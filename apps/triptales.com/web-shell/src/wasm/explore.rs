use super::*;
use triptales_app_state::explore::{ExploreController, run_debounced_load, run_load};
use triptales_ui_core::cards::render_cards_html;

struct ExplorePage {
    document: Document,
    api: Rc<WebApi>,
    controller: Rc<RefCell<ExploreController>>,
}

impl ExplorePage {
    fn repaint(&self) {
        let controller = self.controller.borrow();
        set_text(&self.document, EXPLORE_MESSAGE_ID, controller.message());
        set_disabled(&self.document, EXPLORE_APPLY_ID, controller.is_loading());
        if let Some(grid) = self.document.get_element_by_id(EXPLORE_GRID_ID) {
            set_html(&grid, render_cards_html(controller.items()));
        }
        drop(controller);
        chrome::reveal(&self.document);
    }

    fn sync_filters(&self) {
        let query = field_value(&self.document, EXPLORE_SEARCH_ID);
        let region = field_value(&self.document, EXPLORE_REGION_ID);
        let mut controller = self.controller.borrow_mut();
        controller.set_query(&query);
        controller.set_region(&region);
    }

    fn load(self: &Rc<Self>) {
        self.sync_filters();
        let page = Rc::clone(self);
        spawn_local(async move {
            let repaint = || page.repaint();
            run_load(&page.controller, &page.api, &repaint).await;
        });
    }

    fn search_input(self: &Rc<Self>) {
        let query = field_value(&self.document, EXPLORE_SEARCH_ID);
        let region = field_value(&self.document, EXPLORE_REGION_ID);
        let (token, delay) = {
            let mut controller = self.controller.borrow_mut();
            controller.set_region(&region);
            let token = controller.on_search_input(&query);
            (token, controller.debouncer().delay())
        };
        let page = Rc::clone(self);
        spawn_local(async move {
            let repaint = || page.repaint();
            run_debounced_load(&page.controller, &page.api, token, sleep(delay), &repaint).await;
        });
    }
}

/// Wires the explore page when its grid is present and runs the first load.
pub(super) fn init(
    document: &Document,
    api: &Rc<WebApi>,
) -> Option<Rc<RefCell<ExploreController>>> {
    document.get_element_by_id(EXPLORE_GRID_ID)?;
    let page = Rc::new(ExplorePage {
        document: document.clone(),
        api: Rc::clone(api),
        controller: Rc::new(RefCell::new(ExploreController::new())),
    });

    {
        let page = Rc::clone(&page);
        listen_by_id(document, EXPLORE_APPLY_ID, "click", move |_event| page.load());
    }
    {
        let page = Rc::clone(&page);
        listen_by_id(document, EXPLORE_REGION_ID, "change", move |_event| page.load());
    }
    {
        let page = Rc::clone(&page);
        listen_by_id(document, EXPLORE_SEARCH_ID, "keydown", move |event| {
            let is_enter = event
                .dyn_ref::<web_sys::KeyboardEvent>()
                .is_some_and(|event| event.key() == "Enter");
            if is_enter {
                event.prevent_default();
                page.load();
            }
        });
    }
    {
        let page = Rc::clone(&page);
        listen_by_id(document, EXPLORE_SEARCH_ID, "input", move |_event| {
            page.search_input();
        });
    }

    page.load();
    Some(Rc::clone(&page.controller))
}
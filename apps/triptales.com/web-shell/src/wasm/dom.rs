use super::*;
use triptales_ui_core::nav::{
    HIDDEN_CLASS, MODAL_BACKDROP_CLASS, MODAL_OPEN_CLASS, SCROLL_LOCK_CLASS,
};

pub(super) fn document() -> Result<Document, String> {
    let window = web_sys::window().ok_or_else(|| "window is unavailable".to_string())?;
    window
        .document()
        .ok_or_else(|| "document is unavailable".to_string())
}

pub(super) fn element<T: JsCast>(document: &Document, id: &str) -> Option<T> {
    document.get_element_by_id(id)?.dyn_into::<T>().ok()
}

pub(super) fn set_text(document: &Document, id: &str, text: &str) {
    if let Some(target) = document.get_element_by_id(id) {
        target.set_text_content(Some(text));
    }
}

/// Replaces the children of `target` with rendered markup. A failed render
/// leaves the current content in place.
pub(super) fn set_html<E: std::fmt::Display>(target: &Element, rendered: Result<String, E>) {
    match rendered {
        Ok(html) => target.set_inner_html(&html),
        Err(error) => web_sys::console::error_1(&JsValue::from_str(&format!(
            "TripTales render failed: {error}"
        ))),
    }
}

pub(super) fn set_class(target: &Element, class: &str, enabled: bool) {
    let _ = target.class_list().toggle_with_force(class, enabled);
}

pub(super) fn set_disabled(document: &Document, id: &str, disabled: bool) {
    if let Some(button) = element::<web_sys::HtmlButtonElement>(document, id) {
        button.set_disabled(disabled);
    }
}

/// Current value of an input, select or textarea. Missing fields read as empty.
pub(super) fn field_value(document: &Document, id: &str) -> String {
    let Some(target) = document.get_element_by_id(id) else {
        return String::new();
    };
    if let Some(input) = target.dyn_ref::<web_sys::HtmlInputElement>() {
        return input.value();
    }
    if let Some(select) = target.dyn_ref::<web_sys::HtmlSelectElement>() {
        return select.value();
    }
    if let Some(area) = target.dyn_ref::<web_sys::HtmlTextAreaElement>() {
        return area.value();
    }
    String::new()
}

pub(super) fn set_field_value(document: &Document, id: &str, value: &str) {
    if let Some(input) = element::<web_sys::HtmlInputElement>(document, id) {
        input.set_value(value);
    }
}

pub(super) fn reset_form(document: &Document, id: &str) {
    if let Some(form) = element::<web_sys::HtmlFormElement>(document, id) {
        form.reset();
    }
}

/// Registers `handler` for `event` on `target` for the lifetime of the page.
pub(super) fn listen(
    target: &web_sys::EventTarget,
    event: &str,
    handler: impl FnMut(web_sys::Event) + 'static,
) {
    let callback = Closure::<dyn FnMut(web_sys::Event)>::wrap(Box::new(handler));
    let _ = target.add_event_listener_with_callback(event, callback.as_ref().unchecked_ref());
    EVENT_HANDLERS.with(|slot| slot.borrow_mut().push(callback));
}

pub(super) fn listen_by_id(
    document: &Document,
    id: &str,
    event: &str,
    handler: impl FnMut(web_sys::Event) + 'static,
) {
    if let Some(target) = document.get_element_by_id(id) {
        listen(&target, event, handler);
    }
}

pub(super) fn is_escape(event: &web_sys::Event) -> bool {
    event
        .dyn_ref::<web_sys::KeyboardEvent>()
        .is_some_and(|event| event.key() == "Escape")
}

/// Nearest ancestor of the event target (inclusive) carrying `attribute`.
pub(super) fn closest_with(event: &web_sys::Event, attribute: &str) -> Option<Element> {
    let target = event.target()?.dyn_into::<Element>().ok()?;
    target.closest(&format!("[{attribute}]")).ok()?
}

pub(super) fn id_attribute(target: &Element, attribute: &str) -> Option<i64> {
    target.get_attribute(attribute)?.trim().parse().ok()
}

pub(super) fn navigate(target: &str) {
    if let Some(window) = web_sys::window() {
        let _ = window.location().set_href(target);
    }
}

pub(super) fn follow(redirect: Redirect) {
    if redirect.delay.is_zero() {
        navigate(redirect.target);
        return;
    }
    spawn_local(async move {
        sleep(redirect.delay).await;
        navigate(redirect.target);
    });
}

pub(super) fn confirm(message: &str) -> bool {
    web_sys::window()
        .and_then(|window| window.confirm_with_message(message).ok())
        .unwrap_or(false)
}

pub(super) fn prompt(message: &str) -> Option<String> {
    web_sys::window()?.prompt_with_message(message).ok()?
}

fn next_frame(callback: impl FnOnce() + 'static) {
    let Some(window) = web_sys::window() else {
        return;
    };
    let callback = Closure::once_into_js(callback);
    let _ = window.request_animation_frame(callback.unchecked_ref());
}

pub(super) fn show_dialog(document: &Document, dialog: &Element) {
    set_class(dialog, HIDDEN_CLASS, false);
    let opened = dialog.clone();
    next_frame(move || set_class(&opened, MODAL_OPEN_CLASS, true));
    if let Some(body) = document.body() {
        set_class(&body, SCROLL_LOCK_CLASS, true);
    }
}

/// Plays the close animation, then hides the dialog if `finish` agrees.
pub(super) fn hide_dialog(
    document: &Document,
    dialog: &Element,
    delay: Duration,
    finish: impl FnOnce() -> bool + 'static,
) {
    set_class(dialog, MODAL_OPEN_CLASS, false);
    if let Some(body) = document.body() {
        set_class(&body, SCROLL_LOCK_CLASS, false);
    }
    let dialog = dialog.clone();
    spawn_local(async move {
        sleep(delay).await;
        if finish() {
            set_class(&dialog, HIDDEN_CLASS, true);
        }
    });
}

/// True when a click landed on the dialog overlay itself or its backdrop.
pub(super) fn is_backdrop_click(event: &web_sys::Event, dialog: &Element) -> bool {
    let Some(target) = event.target().and_then(|target| target.dyn_into::<Element>().ok()) else {
        return false;
    };
    target.is_same_node(Some(dialog.as_ref()))
        || target
            .class_list()
            .contains(MODAL_BACKDROP_CLASS)
}
use super::*;

/// Browser `fetch` via gloo-net. One attempt per call, no timeout.
#[derive(Debug, Clone, Copy, Default)]
pub(super) struct GlooTransport;

#[async_trait(?Send)]
impl HttpTransport for GlooTransport {
    async fn send(&self, request: HttpRequest) -> Result<HttpResponse, TransportError> {
        let mut builder = match request.method {
            HttpMethod::Get => Request::get(&request.url),
            HttpMethod::Post => Request::post(&request.url),
            HttpMethod::Put => Request::put(&request.url),
            HttpMethod::Patch => Request::patch(&request.url),
            HttpMethod::Delete => Request::delete(&request.url),
        };
        for (name, value) in &request.headers {
            builder = builder.header(name, value);
        }

        let response = match request.body {
            Some(body) => builder
                .body(body)
                .map_err(|error| TransportError::Build(error.to_string()))?
                .send()
                .await,
            None => builder.send().await,
        }
        .map_err(|error| TransportError::Network(error.to_string()))?;

        let status = response.status();
        let content_type = response.headers().get("content-type");
        let body = response
            .text()
            .await
            .map_err(|error| TransportError::Read(error.to_string()))?;
        Ok(HttpResponse {
            status,
            content_type,
            body,
        })
    }
}
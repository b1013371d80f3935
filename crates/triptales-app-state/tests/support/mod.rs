use std::cell::RefCell;
use std::collections::VecDeque;

use async_trait::async_trait;
use serde_json::{Value, json};
use triptales_client_core::{
    ApiClient, ClientConfig, HttpMethod, HttpRequest, HttpResponse, HttpTransport, MemoryStore,
    TransportError,
};

pub const BASE_URL: &str = "https://api.triptales.test";

struct Route {
    method: HttpMethod,
    path: String,
    responses: VecDeque<HttpResponse>,
}

/// In-memory backend keyed by method and path. The last scripted response
/// for a route keeps answering; unknown routes get FastAPI's 404.
#[derive(Default)]
pub struct FakeBackend {
    routes: RefCell<Vec<Route>>,
    sent: RefCell<Vec<HttpRequest>>,
}

impl FakeBackend {
    pub fn on(self, method: HttpMethod, path: &str, status: u16, body: Value) -> Self {
        let response = HttpResponse {
            status,
            content_type: Some("application/json".to_string()),
            body: body.to_string(),
        };
        {
            let mut routes = self.routes.borrow_mut();
            match routes
                .iter_mut()
                .find(|route| route.method == method && route.path == path)
            {
                Some(route) => route.responses.push_back(response),
                None => routes.push(Route {
                    method,
                    path: path.to_string(),
                    responses: VecDeque::from([response]),
                }),
            }
        }
        self
    }

    /// `METHOD /path` for every request sent, in order.
    pub fn calls(&self) -> Vec<String> {
        self.sent
            .borrow()
            .iter()
            .map(|request| format!("{} {}", request.method.as_str(), path_of(request)))
            .collect()
    }

    pub fn body_of(&self, call: &str) -> Option<Value> {
        self.sent
            .borrow()
            .iter()
            .find(|request| format!("{} {}", request.method.as_str(), path_of(request)) == call)
            .and_then(|request| request.body.as_deref())
            .and_then(|body| serde_json::from_str(body).ok())
    }
}

fn path_of(request: &HttpRequest) -> &str {
    request
        .url
        .strip_prefix(BASE_URL)
        .unwrap_or(request.url.as_str())
}

#[async_trait(?Send)]
impl HttpTransport for FakeBackend {
    async fn send(&self, request: HttpRequest) -> Result<HttpResponse, TransportError> {
        let path = path_of(&request).to_string();
        let method = request.method;
        self.sent.borrow_mut().push(request);

        let mut routes = self.routes.borrow_mut();
        let Some(route) = routes
            .iter_mut()
            .find(|route| route.method == method && route.path == path)
        else {
            return Ok(HttpResponse {
                status: 404,
                content_type: Some("application/json".to_string()),
                body: json!({"detail": "Not Found"}).to_string(),
            });
        };
        let response = if route.responses.len() > 1 {
            route.responses.pop_front()
        } else {
            route.responses.front().cloned()
        };
        response.ok_or_else(|| TransportError::Network("route has no response".to_string()))
    }
}

pub fn api<T: HttpTransport>(transport: T) -> ApiClient<T, MemoryStore> {
    let config = ClientConfig::new(BASE_URL).expect("test base url");
    ApiClient::new(config, transport, MemoryStore::new())
}

pub fn itinerary(id: i64, title: &str, status: &str) -> Value {
    json!({
        "id": id,
        "title": title,
        "region": "Himachal",
        "duration_days": 4,
        "budget_min": 9000,
        "budget_max": 15000,
        "image_url": "../images/manali.jpg",
        "details": "Ideal For: Friends. Day 1: Mall Road. Day 2: Solang Valley.",
        "status": status,
        "created_by": {"id": 2, "name": "Demo User", "email": "user@triptales.local"},
        "created_at": "2026-02-01T09:00:00Z",
        "updated_at": "2026-02-01T09:00:00Z"
    })
}

pub fn list(items: Vec<Value>) -> Value {
    json!({ "items": items })
}

pub fn admin_profile() -> Value {
    json!({"id": 1, "name": "Admin", "email": "admin@triptales.local", "role": "admin"})
}

pub fn user_profile() -> Value {
    json!({"id": 2, "name": "Demo User", "email": "user@triptales.local", "role": "user"})
}
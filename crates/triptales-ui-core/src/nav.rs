pub const DEFAULT_PAGE: &str = "index.html";
pub const LOGIN_PAGE: &str = "login.html";
pub const ACTIVE_CLASS: &str = "active";
pub const SIGN_OUT_LABEL: &str = "Sign out";

pub const MODAL_OPEN_CLASS: &str = "is-open";
pub const HIDDEN_CLASS: &str = "hidden";
pub const SCROLL_LOCK_CLASS: &str = "overflow-hidden";
pub const MODAL_BACKDROP_CLASS: &str = "modal-backdrop";

/// Sign-out confirmation dialog, injected when a page does not ship one.
pub const SIGNOUT_MODAL_CLASS: &str =
    "confirm-modal fixed inset-0 z-50 hidden flex items-center justify-center p-4";
pub const SIGNOUT_MODAL_HTML: &str = r#"<div class="modal-backdrop absolute inset-0 bg-slate-900/55 backdrop-blur-sm"></div>
<div class="modal-panel relative z-10 w-full max-w-md rounded-3xl bg-white p-6 shadow-2xl shadow-slate-900/30">
  <h3 class="display-font text-2xl text-slate-900">Sign out?</h3>
  <p class="mt-3 text-sm text-slate-600">You will be signed out of your current session.</p>
  <div class="mt-6 flex justify-end gap-3">
    <button id="signout-cancel-btn" class="rounded-full border border-slate-200 px-4 py-2 text-sm font-semibold text-slate-700">Cancel</button>
    <button id="signout-confirm-btn" class="rounded-full bg-slate-900 px-4 py-2 text-sm font-semibold text-white">Sign out</button>
  </div>
</div>"#;

pub const REVEAL_CLASS: &str = "fade-up";
pub const REVEAL_VISIBLE_CLASS: &str = "visible";
pub const REVEAL_THRESHOLD: f64 = 0.18;

/// Last path segment of `pathname`, or `index.html` when it is empty.
#[must_use]
pub fn current_page(pathname: &str) -> &str {
    match pathname.rsplit('/').next() {
        Some(page) if !page.is_empty() => page,
        _ => DEFAULT_PAGE,
    }
}

#[must_use]
pub fn is_active_link(href: &str, pathname: &str) -> bool {
    !href.is_empty() && href.contains(current_page(pathname))
}
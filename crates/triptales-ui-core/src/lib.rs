//! Presentation logic shared by every TripTales surface: escaping, the
//! itinerary detail parser, card/table/modal view models and the small
//! theme/navigation helpers. Nothing here touches the DOM.

pub mod cards;
pub mod details;
pub mod escape;
pub mod nav;
pub mod theme;

pub use cards::{ItineraryCard, ItineraryDetailView};
pub use details::{DaySegment, DetailLine, ParsedDetails, parse_details, render_details_html};
pub use escape::escape_html;
pub use theme::Theme;
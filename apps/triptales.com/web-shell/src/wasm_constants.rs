pub(crate) const NAV_LINKS_SELECTOR: &str = ".nav-links a";
pub(crate) const NAV_LOGIN_LINK_SELECTOR: &str = ".nav-links a[href=\"login.html\"]";
pub(crate) const REVEAL_SELECTOR: &str = ".fade-up:not(.visible)";

pub(crate) const THEME_TOGGLE_ID: &str = "theme-toggle";

pub(crate) const SIGNOUT_MODAL_ID: &str = "signout-confirm-modal";
pub(crate) const SIGNOUT_CANCEL_ID: &str = "signout-cancel-btn";
pub(crate) const SIGNOUT_CONFIRM_ID: &str = "signout-confirm-btn";
pub(crate) const LOGOUT_BUTTON_ID: &str = "logout-btn";

pub(crate) const DETAIL_MODAL_ID: &str = "itinerary-modal";
pub(crate) const DETAIL_TITLE_ID: &str = "modal-title";
pub(crate) const DETAIL_META_ID: &str = "modal-meta";
pub(crate) const DETAIL_BODY_ID: &str = "modal-details";
pub(crate) const DETAIL_IMAGE_ID: &str = "modal-image";
pub(crate) const DETAIL_CLOSE_ID: &str = "modal-close";

pub(crate) const EXPLORE_GRID_ID: &str = "explore-grid";
pub(crate) const EXPLORE_MESSAGE_ID: &str = "explore-msg";
pub(crate) const EXPLORE_SEARCH_ID: &str = "explore-search";
pub(crate) const EXPLORE_REGION_ID: &str = "explore-region";
pub(crate) const EXPLORE_APPLY_ID: &str = "explore-filter-btn";

pub(crate) const LOGIN_FORM_ID: &str = "login-form";
pub(crate) const REGISTER_FORM_ID: &str = "register-form";
pub(crate) const LOGIN_PANEL_ID: &str = "auth-login-panel";
pub(crate) const REGISTER_PANEL_ID: &str = "auth-register-panel";
pub(crate) const LOGIN_TAB_ID: &str = "auth-tab-login";
pub(crate) const REGISTER_TAB_ID: &str = "auth-tab-register";
pub(crate) const SHOW_REGISTER_LINK_ID: &str = "show-register-link";
pub(crate) const SHOW_LOGIN_LINK_ID: &str = "show-login-link";
pub(crate) const LOGIN_MESSAGE_ID: &str = "login-msg";
pub(crate) const REGISTER_MESSAGE_ID: &str = "register-msg";
pub(crate) const LOGIN_SUBMIT_ID: &str = "login-submit-btn";
pub(crate) const REGISTER_SUBMIT_ID: &str = "register-submit-btn";
pub(crate) const LOGIN_EMAIL_ID: &str = "login-email";
pub(crate) const LOGIN_PASSWORD_ID: &str = "login-password";
pub(crate) const REGISTER_NAME_ID: &str = "register-name";
pub(crate) const REGISTER_EMAIL_ID: &str = "register-email";
pub(crate) const REGISTER_PASSWORD_ID: &str = "register-password";
pub(crate) const TAB_ACTIVE_CLASS: &str = "is-active";

pub(crate) const SESSION_INFO_ID: &str = "session-info";
pub(crate) const ADMIN_MESSAGE_ID: &str = "admin-msg";
pub(crate) const ITINERARY_FORM_ID: &str = "itinerary-form";
pub(crate) const OWN_ITINERARIES_BODY_ID: &str = "my-itineraries-body";
pub(crate) const REVIEW_SECTION_ID: &str = "admin-review-section";
pub(crate) const REVIEW_BODY_ID: &str = "review-body";
pub(crate) const FORM_TITLE_ID: &str = "it-title";
pub(crate) const FORM_REGION_ID: &str = "it-region";
pub(crate) const FORM_DURATION_ID: &str = "it-duration";
pub(crate) const FORM_BUDGET_MIN_ID: &str = "it-budget-min";
pub(crate) const FORM_BUDGET_MAX_ID: &str = "it-budget-max";
pub(crate) const FORM_IMAGE_ID: &str = "it-image";
pub(crate) const FORM_DETAILS_ID: &str = "it-details";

------------------------------------------------------------

Copy every line above in which the string "ExplorePage" shows up.

TASK RESULT:
struct ExplorePage {
impl ExplorePage {
    let page = Rc::new(ExplorePage {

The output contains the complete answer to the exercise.